Interpellato a riguardo, Riccardo Brachet Contul, dirigente medico e segretario regionale del sindacato Anaao Assomed, parte da un principio: “La libera professione intramoenia è un diritto del cittadino sancito dalla legge che gli dà la possibilità di scelta di usufruire di una prestazione sanitaria aggiuntiva o sostitutiva a pagamento attraverso il medico o dirigente sanitario che presta servizio come dipendente dell’ospedale pubblico. Il disavanzo segnalato dall’Azienda e creatosi negli anni non è assolutamente imputabile ai medici che svolgono la Lpi la quale, oltretutto, consente all’Azienda di avere introiti aggiuntivi correlati alla tassazione e al fatto che i pazienti non vanno poi a farsi curare altrove. Bisogna altresì tenere conto dei periodi di blocco delle attività sia istituzionali che Lpi legate all’emergenza Covid, che di certo è un fattore che chi esegue controlli e indagini dovrebbe tenere conto”.
Poi specifica: “Se la Lpi è considerata per Azienda e Regione meramente un costo causato dall’utilizzo delle strutture e spazi e strumentazione aziendali/pubbliche, non si capisce perché in questi anni l’Azienda, in concerto con la Regione, non si sia organizzata per trovare soluzioni meno costose come hanno fatto altrove. Già in questi anni la tassazione delle prestazioni eseguite in Lpi era molto elevata e non competitiva per i medici rispetto a chi lavora nel privato. Come sindacato e sindacati ci siamo opposti da tempo chiedendo invece una detassazione”.
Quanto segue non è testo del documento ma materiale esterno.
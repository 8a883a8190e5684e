use crate::helpers::{TEST_PASSWORD, error_message, spawn_app};

#[tokio::test]
async fn signup_returns_201_and_the_public_profile() {
    let app = spawn_app().await;

    let response = app.post_signup("new-user@example.com").await;

    assert_eq!(response.status().as_u16(), 201);
    let body: serde_json::Value = response.json().await.unwrap();
    assert_eq!(body["user"]["email"], "new-user@example.com");
    assert_eq!(body["user"]["name"], "Test User");
    assert!(body["user"]["id"].as_str().is_some());
}

#[tokio::test]
async fn signup_rejects_duplicate_email_with_409() {
    let app = spawn_app().await;

    app.post_signup("taken@example.com").await;
    let response = app.post_signup("taken@example.com").await;

    assert_eq!(response.status().as_u16(), 409);
    assert_eq!(error_message(response).await, "Email already exists");
}

#[tokio::test]
async fn signup_rejects_malformed_email() {
    let app = spawn_app().await;

    let response = app
        .http_client
        .post(format!("{}/signup", app.address))
        .json(&serde_json::json!({
            "email": "not-an-email",
            "password": TEST_PASSWORD,
        }))
        .send()
        .await
        .unwrap();

    assert_eq!(response.status().as_u16(), 400);
}

#[tokio::test]
async fn signup_rejects_short_password() {
    let app = spawn_app().await;

    let response = app
        .http_client
        .post(format!("{}/signup", app.address))
        .json(&serde_json::json!({
            "email": "short-pass@example.com",
            "password": "seven77",
        }))
        .send()
        .await
        .unwrap();

    assert_eq!(response.status().as_u16(), 400);
}
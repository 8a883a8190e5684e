use axum::{Json, extract::State, http::StatusCode, response::IntoResponse};
use secrecy::Secret;
use serde::{Deserialize, Serialize};
use twofold_application::SignupUseCase;
use twofold_core::{Email, Password, UserStore};

use super::{UserBody, error::ApiError};

#[derive(Debug, Deserialize)]
pub struct SignupRequest {
    pub email: Secret<String>,
    pub password: Secret<String>,
    #[serde(rename = "displayName")]
    pub display_name: Option<String>,
}

#[derive(Debug, Serialize, Deserialize)]
pub struct SignupResponse {
    pub message: String,
    pub user: UserBody,
}

#[tracing::instrument(name = "Signup", skip_all)]
pub async fn signup<U>(
    State(user_store): State<U>,
    Json(request): Json<SignupRequest>,
) -> Result<impl IntoResponse, ApiError>
where
    U: UserStore + Clone + 'static,
{
    let email = Email::try_from(request.email)?;
    let password = Password::try_from(request.password)?;

    let use_case = SignupUseCase::new(user_store);
    let user = use_case
        .execute(email, password, request.display_name)
        .await?;

    Ok((
        StatusCode::CREATED,
        Json(SignupResponse {
            message: "User registered successfully".to_string(),
            user: UserBody::from(&user),
        }),
    ))
}
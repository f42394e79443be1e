use std::collections::HashSet;

use rand::distributions::{Distribution, WeightedError, WeightedIndex};
use rand::Rng;

use crate::context::UserValuesConstraint;
use crate::definition::{AgentHookMut, DefinitionError};

/// A named unit of work that agents pick between on every cycle.
pub struct Action<RV: UserValuesConstraint, V: UserValuesConstraint> {
    name: String,
    weight: u32,
    behaviour: AgentHookMut<RV, V>,
}

impl<RV: UserValuesConstraint, V: UserValuesConstraint> Action<RV, V> {
    pub(crate) fn new(name: &str, weight: u32, behaviour: AgentHookMut<RV, V>) -> Self {
        Self {
            name: name.to_string(),
            weight,
            behaviour,
        }
    }

    pub fn name(&self) -> &str {
        &self.name
    }

    pub fn weight(&self) -> u32 {
        self.weight
    }

    pub fn behaviour(&self) -> AgentHookMut<RV, V> {
        self.behaviour
    }
}

impl<RV: UserValuesConstraint, V: UserValuesConstraint> Clone for Action<RV, V> {
    fn clone(&self) -> Self {
        Self {
            name: self.name.clone(),
            weight: self.weight,
            behaviour: self.behaviour,
        }
    }
}

impl<RV: UserValuesConstraint, V: UserValuesConstraint> std::fmt::Debug for Action<RV, V> {
    fn fmt(&self, f: &mut std::fmt::Formatter<'_>) -> std::fmt::Result {
        f.debug_struct("Action")
            .field("name", &self.name)
            .field("weight", &self.weight)
            .finish()
    }
}

/// The validated, non-empty set of actions for a scenario, in registration order.
pub struct ActionSet<RV: UserValuesConstraint, V: UserValuesConstraint> {
    actions: Vec<Action<RV, V>>,
    index: WeightedIndex<u32>,
}

impl<RV: UserValuesConstraint, V: UserValuesConstraint> ActionSet<RV, V> {
    pub(crate) fn new(actions: Vec<Action<RV, V>>) -> Result<Self, DefinitionError> {
        if actions.is_empty() {
            return Err(DefinitionError::NoActions);
        }

        let mut seen = HashSet::new();
        for action in &actions {
            if !seen.insert(action.name.as_str()) {
                return Err(DefinitionError::DuplicateAction {
                    name: action.name.clone(),
                });
            }
            if action.weight == 0 {
                return Err(DefinitionError::ZeroWeight {
                    name: action.name.clone(),
                });
            }
        }

        actions
            .iter()
            .try_fold(0u32, |total, action| total.checked_add(action.weight))
            .ok_or(DefinitionError::WeightOverflow)?;

        let index = WeightedIndex::new(actions.iter().map(|action| action.weight)).map_err(
            |e| match e {
                WeightedError::NoItem => DefinitionError::NoActions,
                _ => DefinitionError::WeightOverflow,
            },
        )?;

        Ok(Self { actions, index })
    }

    /// Pick the next action, each with probability proportional to its weight.
    pub fn choose<R: Rng + ?Sized>(&self, rng: &mut R) -> &Action<RV, V> {
        &self.actions[self.index.sample(rng)]
    }

    pub fn iter(&self) -> impl Iterator<Item = &Action<RV, V>> {
        self.actions.iter()
    }
}

impl<RV: UserValuesConstraint, V: UserValuesConstraint> Clone for ActionSet<RV, V> {
    fn clone(&self) -> Self {
        Self {
            actions: self.actions.clone(),
            index: self.index.clone(),
        }
    }
}

impl<RV: UserValuesConstraint, V: UserValuesConstraint> std::fmt::Debug for ActionSet<RV, V> {
    fn fmt(&self, f: &mut std::fmt::Formatter<'_>) -> std::fmt::Result {
        f.debug_list().entries(self.actions.iter()).finish()
    }
}
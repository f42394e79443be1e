use bytes::Bytes;

/// A successful response, with the body fully read.
#[derive(Debug, Clone, PartialEq, Eq)]
pub struct HttpResponse {
    status: u16,
    body: Bytes,
}

impl HttpResponse {
    pub fn new(status: u16, body: Bytes) -> Self {
        Self { status, body }
    }

    pub fn status(&self) -> u16 {
        self.status
    }

    pub fn body(&self) -> &Bytes {
        &self.body
    }
}
mod bail;
mod shutdown;

pub mod prelude {
    pub use crate::bail::AgentBailError;
    pub use crate::shutdown::{DelegatedShutdownListener, ShutdownHandle, ShutdownSignalError};
}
Non solo: “Auspichiamo quindi – aggiunge Brachet – che la Regione ora emani al più presto direttive condivise e si impegni con l’Azienda per risolvere la questione in modo diverso dal penalizzare gli utenti e tassare ulteriormente e significativamente i medici, demotivandoli ancora e spingendoli ad andare altrove. Auspico che Azienda e Regione facciano al più presto un chiaro, esaustivo e trasparente comunicato stampa e di informazione rivolto alla popolazione spiegando bene tutte le cause che hanno portato al disavanzo e che l’aumento delle tariffe che ne consegue è voluto e determinato dall’Azienda e che corrisponde solo a una ulteriore tassazione delle future prestazioni per il ripianamento del debito che, di certo, non sono stati i medici a determinare”.